During the exhibit, the music of local high school saxophonist Lake Black and his band was featured.
“Jazz is culturally important black music, so we thought it would be a good thing to have in the event,” Black said.
Black also said he was genuinely surprised there was so much engagement between the band and the people walking through the gallery.
“We did a set of all-black music to really try to play into the Juneteenth theme and highlight the holidays and also show the importance of the story behind the music,” Black said.
State College Mayor Ezra Nanes also attended the event and said it was “so wonderful to celebrate June 19 with the community.”
“I wanted to get out there and celebrate black and African American arts and culture and really appreciate the joys and the talents that everyone brings to our community,” Nanes said.
An awards ceremony was held at the closing of the exhibition. A total of $800 in prizes were awarded for the prizes.
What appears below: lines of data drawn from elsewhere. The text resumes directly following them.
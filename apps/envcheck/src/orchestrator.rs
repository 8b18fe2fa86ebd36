//! Run matrix: every declared environment × its tools, in declaration order.
//!
//! Inactive environments still produce one skipped result per tool so the
//! report can show them as ignored. Active pairs run one at a time; each run
//! is timed on its own.

use crate::config::{resolve_tool_options, EnvConfig, Overrides, ProjectConfig};
use crate::error::{CheckError, ConfigError};
use crate::models::{Defect, RunResult};
use crate::tools::{CheckRequest, ToolAdapter};
use std::path::Path;
use std::time::Instant;
use tracing::{debug, info};

/// Whether `env` runs in this invocation.
///
/// An explicit selection wins; otherwise `default_envs` applies when present,
/// and every environment is active when neither is given.
pub fn is_env_active(env: &str, requested: &[String], default_envs: &[String]) -> bool {
    if !requested.is_empty() {
        return requested.iter().any(|r| r == env);
    }
    default_envs.is_empty() || default_envs.iter().any(|d| d == env)
}

#[derive(Debug, Clone)]
/// One scheduled (environment, tool) pair.
pub struct PlannedRun<'c> {
    pub env: &'c str,
    pub config: &'c EnvConfig,
    pub tool: String,
    pub active: bool,
}

/// Expand the matrix without running anything.
pub fn plan<'c>(config: &'c ProjectConfig, requested: &[String]) -> Vec<PlannedRun<'c>> {
    let default_envs = config.default_envs();
    config
        .environments()
        .flat_map(|(name, env)| {
            let active = is_env_active(name, requested, &default_envs);
            env.tools().into_iter().map(move |tool| PlannedRun {
                env: name,
                config: env,
                tool,
                active,
            })
        })
        .collect()
}

/// Unknown tools referenced by active runs are a configuration error.
pub fn validate_tools(
    planned: &[PlannedRun<'_>],
    knows: impl Fn(&str) -> bool,
) -> Result<(), ConfigError> {
    match planned.iter().find(|p| p.active && !knows(&p.tool)) {
        Some(p) => Err(ConfigError::UnknownTool {
            env: p.env.to_string(),
            tool: p.tool.clone(),
        }),
        None => Ok(()),
    }
}

/// Observer for progress output while the matrix runs.
pub trait RunListener {
    /// Called before an active run; `env_dump` holds `key: value` pairs.
    fn run_started(&mut self, _env: &str, _tool: &str, _env_dump: &[String]) {}

    /// Whether `defect_found` should receive streamed defects.
    fn wants_defects(&self) -> bool {
        false
    }

    fn defect_found(&mut self, _defect: &Defect) {}

    /// Called after each result (skipped or not) is appended.
    fn run_finished(&mut self, _result: &RunResult) {}
}

pub struct Orchestrator<'a> {
    config: &'a ProjectConfig,
    adapter: &'a dyn ToolAdapter,
    project_dir: &'a Path,
    overrides: &'a Overrides,
}

impl<'a> Orchestrator<'a> {
    pub fn new(
        config: &'a ProjectConfig,
        adapter: &'a dyn ToolAdapter,
        project_dir: &'a Path,
        overrides: &'a Overrides,
    ) -> Self {
        Orchestrator {
            config,
            adapter,
            project_dir,
            overrides,
        }
    }

    /// Run the full matrix and return one result per planned pair.
    ///
    /// A tool that cannot be invoked aborts the whole run; no result is
    /// recorded for it.
    pub fn run(
        &self,
        requested: &[String],
        listener: &mut dyn RunListener,
    ) -> Result<Vec<RunResult>, CheckError> {
        let mut results = Vec::new();
        for planned in plan(self.config, requested) {
            let result = if planned.active {
                self.run_one(planned.env, planned.config, &planned.tool, listener)?
            } else {
                debug!(env = planned.env, tool = %planned.tool, "environment not selected");
                RunResult::skipped(planned.env, planned.tool)
            };
            listener.run_finished(&result);
            results.push(result);
        }
        Ok(results)
    }

    fn run_one(
        &self,
        env_name: &str,
        env: &EnvConfig,
        tool: &str,
        listener: &mut dyn RunListener,
    ) -> Result<RunResult, CheckError> {
        let options = resolve_tool_options(self.config, env_name, env, self.overrides)?;
        debug!(env = env_name, tool, options = ?options, "resolved tool options");
        listener.run_started(env_name, tool, &env.dump());

        let request = CheckRequest {
            tool,
            project_dir: self.project_dir,
            env: env_name,
            options: &options,
        };
        let stream = listener.wants_defects();
        let start = Instant::now();
        let run = {
            let mut echo = |d: &Defect| listener.defect_found(d);
            let on_defect: Option<&mut dyn FnMut(&Defect)> =
                if stream { Some(&mut echo) } else { None };
            self.adapter.check(&request, on_defect)?
        };
        let duration = start.elapsed();

        let result = RunResult::completed(env_name, tool, run.exit_code, duration, run.defects);
        info!(
            env = env_name,
            tool,
            outcome = result.outcome.label(),
            defects = result.defects.len(),
            seconds = duration.as_secs_f64(),
            "check finished"
        );
        Ok(result)
    }
}
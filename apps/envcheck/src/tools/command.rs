//! External tools declared under `[tool.<name>]`.
//!
//! The command prints one JSON defect per stdout line; everything else on
//! stdout is ignored. Its exit code is the run's exit indicator.

use super::{abort_child, read_lines, CheckRequest, DefectCollector, ToolRun};
use crate::error::ToolError;
use crate::models::Defect;
use std::process::{Command, Stdio};
use tracing::{debug, info};

pub struct CommandTool<'a> {
    name: &'a str,
    command: &'a [String],
}

impl<'a> CommandTool<'a> {
    pub fn new(name: &'a str, command: &'a [String]) -> Self {
        CommandTool { name, command }
    }

    /// Parse a stdout line as a defect; `None` for anything that is not one.
    pub fn parse_line(line: &str) -> Option<Defect> {
        let trimmed = line.trim();
        if !trimmed.starts_with('{') {
            return None;
        }
        serde_json::from_str(trimmed).ok()
    }

    pub fn check(
        &self,
        request: &CheckRequest<'_>,
        on_defect: Option<&mut dyn FnMut(&Defect)>,
    ) -> Result<ToolRun, ToolError> {
        let Some((program, base_args)) = self.command.split_first() else {
            return Err(ToolError::Unknown(self.name.to_string()));
        };
        let options = request.options;
        info!(env = request.env, tool = self.name, "running command tool");
        debug!(program = %program, args = ?base_args, flags = ?options.flags, "command line");

        let mut child = Command::new(program)
            .args(base_args)
            .args(&options.flags)
            .current_dir(request.project_dir)
            .env("ENVCHECK_ENV", request.env)
            .env("ENVCHECK_PROJECT_DIR", request.project_dir)
            .env("ENVCHECK_FILTER", options.filter.join(" "))
            .stdout(Stdio::piped())
            .stderr(if options.verbose {
                Stdio::inherit()
            } else {
                Stdio::null()
            })
            .spawn()
            .map_err(|source| ToolError::Spawn {
                tool: self.name.to_string(),
                program: program.clone(),
                source,
            })?;

        let mut collector = DefectCollector::new(options, on_defect);
        if let Some(stdout) = child.stdout.take() {
            let read = read_lines(stdout, |line| match Self::parse_line(line) {
                Some(defect) => collector.push(defect),
                None => debug!(tool = self.name, line = %line, "ignoring non-defect output"),
            });
            if let Err(source) = read {
                return Err(abort_child(&mut child, self.name, source));
            }
        }
        let status = child.wait().map_err(|source| ToolError::Output {
            tool: self.name.to_string(),
            source,
        })?;
        let code = status.code().ok_or_else(|| ToolError::Terminated {
            tool: self.name.to_string(),
        })?;
        Ok(collector.finish(code))
    }
}

#[cfg(test)]
mod tests {
    use super::*;
    use crate::models::Severity;
    use crate::tools::ToolOptions;
    use std::path::Path;

    #[test]
    fn test_parse_line_accepts_json_defects_only() {
        let d = CommandTool::parse_line(
            r#"{"severity":"medium","file":"src/a.c","line":3,"message":"shadowed variable","id":"shadow"}"#,
        )
        .unwrap();
        assert_eq!(d.severity, Severity::Medium);
        assert_eq!(d.line, 3);
        assert_eq!(d.column, 0);
        assert!(CommandTool::parse_line("checking src/a.c").is_none());
        assert!(CommandTool::parse_line(r#"{"file":"a.c"}"#).is_none());
    }

    #[test]
    fn test_missing_program_is_spawn_error() {
        let command = vec!["envcheck-definitely-missing-binary".to_string()];
        let tool = CommandTool::new("ghost", &command);
        let opts = ToolOptions::default();
        let req = CheckRequest {
            tool: "ghost",
            project_dir: Path::new("."),
            env: "native",
            options: &opts,
        };
        assert!(matches!(tool.check(&req, None), Err(ToolError::Spawn { .. })));
    }

    #[cfg(unix)]
    #[test]
    fn test_non_utf8_noise_is_ignored() {
        let script = concat!(
            r#"printf 'caf\351 noise\n'; "#,
            r#"echo '{"severity":"low","file":"src/a.c","message":"style"}'; "#,
            "exit 0"
        );
        let command = vec!["sh".to_string(), "-c".to_string(), script.to_string()];
        let tool = CommandTool::new("sh-lint", &command);
        let opts = ToolOptions::default();
        let req = CheckRequest {
            tool: "sh-lint",
            project_dir: Path::new("."),
            env: "native",
            options: &opts,
        };
        let run = tool.check(&req, None).unwrap();
        assert_eq!((run.exit_code, run.defects.len()), (0, 1));
    }

    #[cfg(unix)]
    #[test]
    fn test_runs_command_and_collects_defects() {
        let script = concat!(
            r#"echo '{"severity":"low","file":"src/a.c","message":"style"}'; "#,
            r#"echo 'noise'; "#,
            r#"echo '{"severity":"high","file":"src/b.c","message":"overflow"}'; "#,
            r#"echo "{\"severity\":\"low\",\"file\":\"$ENVCHECK_ENV.c\",\"message\":\"env\"}"; "#,
            "exit 3"
        );
        let command = vec!["sh".to_string(), "-c".to_string(), script.to_string()];
        let tool = CommandTool::new("sh-lint", &command);
        let opts = ToolOptions::default();
        let req = CheckRequest {
            tool: "sh-lint",
            project_dir: Path::new("."),
            env: "native",
            options: &opts,
        };
        let mut streamed = 0usize;
        let mut cb = |_: &Defect| streamed += 1;
        let run = tool.check(&req, Some(&mut cb)).unwrap();
        assert_eq!(run.exit_code, 3);
        assert_eq!(run.defects.len(), 3);
        assert_eq!(run.defects[2].file, "native.c");
        assert_eq!(streamed, 3);
    }
}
Entrants were rewarded in several age categories and all those whose work was featured in the exhibition received an honorable mention including a certificate and a letter stating the fact of their entry.
From kindergarten to second grade, Iyuna de Soetan won with “My Flag”. In the third through fifth grade section, Aiden Olawoyin took first place with “Aiden’s Heart.” Among students in grades six through eight, Neve Johnson won first prize with “Self Portrait.”
Augustus Nicholas was the high school champion of the contest, taking first place with “All Wars Are Civil Wars”. And Olaniyi Fakeye was crowned the adult winner for his ‘traditional Nigerian entertainer’.